Rome supplanted the Greek empire as the dominant power of its day, and during its centuries of dominance, the Romans had ample time to perfect the art of currency debasement. Just as with every empire in history, Rome never learned from the mistakes of past empires, and therefore they were doomed to repeat them.

Over 750 years, various leaders inflated the Roman currency supply by debasing the coinage to pay for war, which would lead to staggering price inflation. Coins were made smaller, or a small portion of the edge of gold coins would be clipped off as a tax when entering a government building. These clippings would then be melted down to make more coins. And of course, just as the Greeks did, they too mixed lesser metals such as copper into their gold and silver. And last but not least, they invented the not so subtle art of revaluation, meaning they simply minted the same coins but with a higher face value on them.

By the time Diocletian ascended to the throne in A.D. 284, the Roman coins were nothing more than tin-plated copper or bronze, and inflation (and the Roman populace) was raging.

In 301, Diocletian issued his infamous Edict of Prices, which imposed the death penalty on anyone selling goods for more than the government-mandated price and also froze wages. To Diocletian’s surprise, however, prices just kept rising. Merchants could no longer sell their wares at a profit, so they closed up shop. People either left their chosen careers to seek one where wages weren’t fixed, or just gave up and accepted welfare from the state. Oh yeah, the Romans invented welfare. Rome had a population of about one million, and at this period of time, the government was doling out free wheat to approximately 200,000 citizens. That equaled out to 20 percent of the population on welfare.

Because the economy was so poor, Diocletian adopted a guns and butter policy, putting people to work by hiring thousands of new soldiers and funding numerous public works projects. This effectively doubled the size of the government and the military, and probably increased deficit spending by many multiples.

When you add the cost of paying all these troops to the swelling masses of the unemployed poor receiving welfare and the rising costs of new public works projects, the numbers were staggering. Deficit spending went into overdrive. When he ran short of funds, Diocletian simply minted vast quantities of new copper and bronze coins and began, once again, debasing the gold and silver coins.

All this resulted in the world’s first documented hyperinflation. In Diodetian’s Edict of Prices (a very well preserved copy of which was unearthed in 1970), a pound of gold was worth 50,000 denari in the year A.D. 301, but by mid-century was worth 2.12 billion denari. That means the price of gold rose 42,400 times in fifty or so years. This resulted in all currency-based trade coming to a virtual standstill, and the economic system reverted to a barter system.
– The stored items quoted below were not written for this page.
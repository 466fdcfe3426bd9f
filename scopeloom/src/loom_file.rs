//! HDF5-backed `.loom` writer.
//!
//! Layout written:
//!
//! ```text
//! /matrix          genes × cells, f32, chunked + gzip
//! /layers          (empty)
//! /row_attrs/*     one dataset per row attribute
//! /col_attrs/*     one dataset per column attribute
//! /row_graphs      (empty)
//! /col_graphs      (empty)
//! @<global>        one string attribute per global attribute
//! ```
//!
//! Structured attributes become compound datasets whose member names and
//! offsets follow the record layout. Requires the `hdf5-io` feature flag and
//! a system HDF5 library installation.

use std::collections::BTreeMap;
use std::ffi::c_void;
use std::path::Path;

use hdf5::types::{CompoundField, CompoundType, FloatSize, IntSize, TypeDescriptor};
use hdf5::{Datatype, File, Group};
use tracing::{debug, warn};

use scopeloom_core::{LoomError, Result};

use crate::attrs::{AttrMap, AttrValue};
use crate::hdf5_util::{h5err, write_attr_str, write_column, write_matrix_2d};
use crate::single_cell::MatrixData;
use crate::structured::{ScalarType, StructuredArray};
use crate::writer::{ContainerWriter, WriterConfig};

/// Writes containers as `.loom` (HDF5) files.
#[derive(Debug, Clone, Default)]
pub struct LoomWriter {
    config: WriterConfig,
}

impl LoomWriter {
    pub fn new(config: WriterConfig) -> Self {
        Self { config }
    }

    pub fn config(&self) -> &WriterConfig {
        &self.config
    }
}

impl ContainerWriter for LoomWriter {
    fn write(
        &self,
        path: &Path,
        matrix: &MatrixData,
        row_attrs: &AttrMap,
        col_attrs: &AttrMap,
        global_attrs: &BTreeMap<String, String>,
    ) -> Result<()> {
        let file = File::create(path).map_err(|e| {
            LoomError::Container(format!("cannot create loom file {}: {e}", path.display()))
        })?;

        write_main_matrix(&file, matrix, &self.config)?;
        for name in ["layers", "row_graphs", "col_graphs"] {
            file.create_group(name).map_err(h5err)?;
        }

        let rows = file.create_group("row_attrs").map_err(h5err)?;
        for (name, value) in row_attrs {
            write_attr(&rows, name, value)?;
        }
        let cols = file.create_group("col_attrs").map_err(h5err)?;
        for (name, value) in col_attrs {
            write_attr(&cols, name, value)?;
        }

        for (key, value) in global_attrs {
            write_attr_str!(file, key.as_str(), value.as_str())?;
        }
        if !global_attrs.contains_key("LOOM_SPEC_VERSION") {
            write_attr_str!(file, "LOOM_SPEC_VERSION", self.config.spec_version.as_str())?;
        }

        debug!(
            path = %path.display(),
            row_attrs = row_attrs.len(),
            col_attrs = col_attrs.len(),
            "loom file written"
        );
        Ok(())
    }
}

/// Write `/matrix` as f32, one band of `chunk_size` rows at a time.
fn write_main_matrix(file: &File, matrix: &MatrixData, config: &WriterConfig) -> Result<()> {
    let (n_rows, n_cols) = matrix.shape();
    let step = config.chunk_size.max(1);

    let mut builder = file.new_dataset::<f32>().shape((n_rows, n_cols));
    if n_rows > 0 && n_cols > 0 {
        builder = builder
            .chunk((n_rows.min(step), n_cols.min(step)))
            .deflate(config.compression_level);
    }
    let ds = builder.create("matrix").map_err(h5err)?;

    for start in (0..n_rows).step_by(step) {
        let end = (start + step).min(n_rows);
        let block = match matrix {
            MatrixData::Dense(rows) => f32_block(&rows[start..end], n_cols)?,
            MatrixData::Sparse(sm) => f32_block(&sm.dense_rows(start, end), n_cols)?,
        };
        ds.write_slice(&block, ndarray::s![start..end, ..])
            .map_err(h5err)?;
    }
    Ok(())
}

fn f32_block(rows: &[Vec<f64>], n_cols: usize) -> Result<ndarray::Array2<f32>> {
    let flat: Vec<f32> = rows
        .iter()
        .flat_map(|r| r.iter().map(|&v| v as f32))
        .collect();
    ndarray::Array2::from_shape_vec((rows.len(), n_cols), flat)
        .map_err(|e| LoomError::InvalidInput(format!("matrix shape error: {e}")))
}

fn write_attr(group: &Group, name: &str, value: &AttrValue) -> Result<()> {
    match value {
        AttrValue::Column(col) => write_column(group, name, col).map(drop),
        AttrValue::Matrix(rows) => write_matrix_2d(group, name, rows).map(drop),
        AttrValue::Structured(arr) => write_structured(group, name, arr),
    }
}

/// HDF5 compound type mirroring the packed record layout.
fn compound_descriptor(arr: &StructuredArray) -> TypeDescriptor {
    let fields = arr
        .fields()
        .iter()
        .enumerate()
        .map(|(index, f)| CompoundField {
            name: f.name.clone(),
            ty: match f.dtype {
                ScalarType::Float64 => TypeDescriptor::Float(FloatSize::U8),
                ScalarType::Int64 => TypeDescriptor::Integer(IntSize::U8),
                ScalarType::Bool => TypeDescriptor::Boolean,
            },
            offset: f.offset,
            index,
        })
        .collect();
    TypeDescriptor::Compound(CompoundType {
        fields,
        size: arr.record_size(),
    })
}

fn write_structured(group: &Group, name: &str, arr: &StructuredArray) -> Result<()> {
    if arr.fields().is_empty() {
        warn!(name, "skipping structured attribute without fields");
        return Ok(());
    }
    let desc = compound_descriptor(arr);
    let dtype = Datatype::from_descriptor(&desc).map_err(h5err)?;
    let ds = group
        .new_dataset_builder()
        .empty_as(&desc)
        .shape(arr.len())
        .create(name)
        .map_err(h5err)?;
    if arr.is_empty() {
        return Ok(());
    }

    // SAFETY: the buffer holds `len` packed records laid out exactly as
    // `dtype` describes, and both ids stay alive for the duration of the call.
    let status = unsafe {
        hdf5_sys::h5d::H5Dwrite(
            ds.id(),
            dtype.id(),
            hdf5_sys::h5s::H5S_ALL,
            hdf5_sys::h5s::H5S_ALL,
            hdf5_sys::h5p::H5P_DEFAULT,
            arr.as_bytes().as_ptr() as *const c_void,
        )
    };
    if status < 0 {
        return Err(LoomError::Container(format!(
            "failed to write compound dataset '{name}'"
        )));
    }
    Ok(())
}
To put this in perspective, fifty years ago the price of gold was $35 per ounce in the United States. If it rose 42,400 times, the price today would be just under $1.5 million per ounce. In terms of purchasing power, that means if an average new car sold for about $2,000 fifty years ago, which they did, the average car today would sell for $85 million.
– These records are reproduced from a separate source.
//! HDF5 plumbing shared by the `.h5ad` reader/writer and the loom writer.

use std::str::FromStr;

use hdf5::types::{TypeDescriptor, VarLenUnicode};
use hdf5::{Dataset, Group, H5Type};

use scopeloom_core::{LoomError, Result};

use crate::single_cell::ColumnData;

pub(crate) fn h5err(e: hdf5::Error) -> LoomError {
    LoomError::Container(format!("HDF5 error: {e}"))
}

/// Convert to an HDF5 variable-length string; interior NULs are rejected.
pub(crate) fn unicode(s: &str) -> Result<VarLenUnicode> {
    VarLenUnicode::from_str(s)
        .map_err(|e| LoomError::InvalidInput(format!("cannot store '{s}' as HDF5 string: {e}")))
}

/// Write a VarLenUnicode scalar attribute on any HDF5 location.
/// Uses a macro because Group, Dataset, etc. all expose `new_attr` via Deref
/// chains but don't share a single trait that function generics can bind on.
macro_rules! write_attr_str {
    ($loc:expr, $key:expr, $val:expr) => {{
        $crate::hdf5_util::unicode($val).and_then(|s| {
            $loc.new_attr::<hdf5::types::VarLenUnicode>()
                .create($key)
                .and_then(|attr| attr.write_scalar(&s))
                .map_err($crate::hdf5_util::h5err)
        })
    }};
}
pub(crate) use write_attr_str;

/// Read a scalar string attribute, if present.
pub(crate) fn read_attr_str(group: &Group, key: &str) -> Option<String> {
    group
        .attr(key)
        .ok()
        .and_then(|a| a.read_scalar::<VarLenUnicode>().ok())
        .map(|s| s.as_str().to_string())
}

pub(crate) fn write_strings(group: &Group, name: &str, values: &[String]) -> Result<Dataset> {
    let unicode: Vec<VarLenUnicode> = values.iter().map(|s| unicode(s)).collect::<Result<_>>()?;
    write_1d(group, name, &unicode)
}

pub(crate) fn write_1d<T: H5Type>(group: &Group, name: &str, values: &[T]) -> Result<Dataset> {
    group
        .new_dataset_builder()
        .with_data(ndarray::ArrayView1::from(values))
        .create(name)
        .map_err(h5err)
}

/// Write a row-major table as a 2D `f64` dataset.
pub(crate) fn write_matrix_2d(group: &Group, name: &str, rows: &[Vec<f64>]) -> Result<Dataset> {
    let n_rows = rows.len();
    let n_cols = rows.first().map_or(0, |r| r.len());
    let flat: Vec<f64> = rows.iter().flat_map(|r| r.iter().copied()).collect();
    let arr = ndarray::Array2::from_shape_vec((n_rows, n_cols), flat)
        .map_err(|e| LoomError::InvalidInput(format!("'{name}' shape error: {e}")))?;
    group
        .new_dataset_builder()
        .with_data(&arr)
        .create(name)
        .map_err(h5err)
}

/// Write a 1D column. Categorical columns are expanded to their labels.
pub(crate) fn write_column(group: &Group, name: &str, col: &ColumnData) -> Result<Dataset> {
    match col {
        ColumnData::Strings(v) => write_strings(group, name, v),
        ColumnData::Numeric(v) => write_1d(group, name, v),
        ColumnData::Integers(v) => write_1d(group, name, v),
        ColumnData::Booleans(v) => write_1d(group, name, v),
        ColumnData::Categorical { codes, categories } => write_strings(
            group,
            name,
            &ColumnData::decode_categories(codes, categories),
        ),
    }
}

pub(crate) fn read_strings(ds: &Dataset) -> Result<Vec<String>> {
    Ok(ds
        .read_1d::<VarLenUnicode>()
        .map_err(h5err)?
        .iter()
        .map(|s| s.as_str().to_string())
        .collect())
}

pub(crate) fn read_matrix_2d(ds: &Dataset) -> Result<Vec<Vec<f64>>> {
    let arr = ds.read_2d::<f64>().map_err(h5err)?;
    Ok(arr.rows().into_iter().map(|r| r.to_vec()).collect())
}

/// Read a 1D dataset into the column variant matching its element type.
pub(crate) fn read_column(ds: &Dataset) -> Result<ColumnData> {
    let desc = ds
        .dtype()
        .and_then(|t| t.to_descriptor())
        .map_err(h5err)?;
    match desc {
        TypeDescriptor::Float(_) => Ok(ColumnData::Numeric(
            ds.read_1d::<f64>().map_err(h5err)?.to_vec(),
        )),
        TypeDescriptor::Integer(_) | TypeDescriptor::Unsigned(_) => Ok(ColumnData::Integers(
            ds.read_1d::<i64>().map_err(h5err)?.to_vec(),
        )),
        TypeDescriptor::Boolean => Ok(ColumnData::Booleans(
            ds.read_1d::<bool>().map_err(h5err)?.to_vec(),
        )),
        TypeDescriptor::VarLenUnicode
        | TypeDescriptor::VarLenAscii
        | TypeDescriptor::FixedUnicode(_)
        | TypeDescriptor::FixedAscii(_) => Ok(ColumnData::Strings(read_strings(ds)?)),
        other => Err(LoomError::InvalidInput(format!(
            "unsupported column element type {other:?}"
        ))),
    }
}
This signaled the second great victory for gold and silver over fiat currency in history. So there you go, gold and silver are now 2 and 0.

In the end it was currency debasement and pure deficit spending to fund the military, public works, social programs, and war that brought down the Roman Empire. Just as with every empire throughout history, it thought it was immune to the laws of economics.

As you will see, debasing the currency to pay for public works, social programs, and war is a pattern that repeats throughout history. It is a pattern that always ends badly.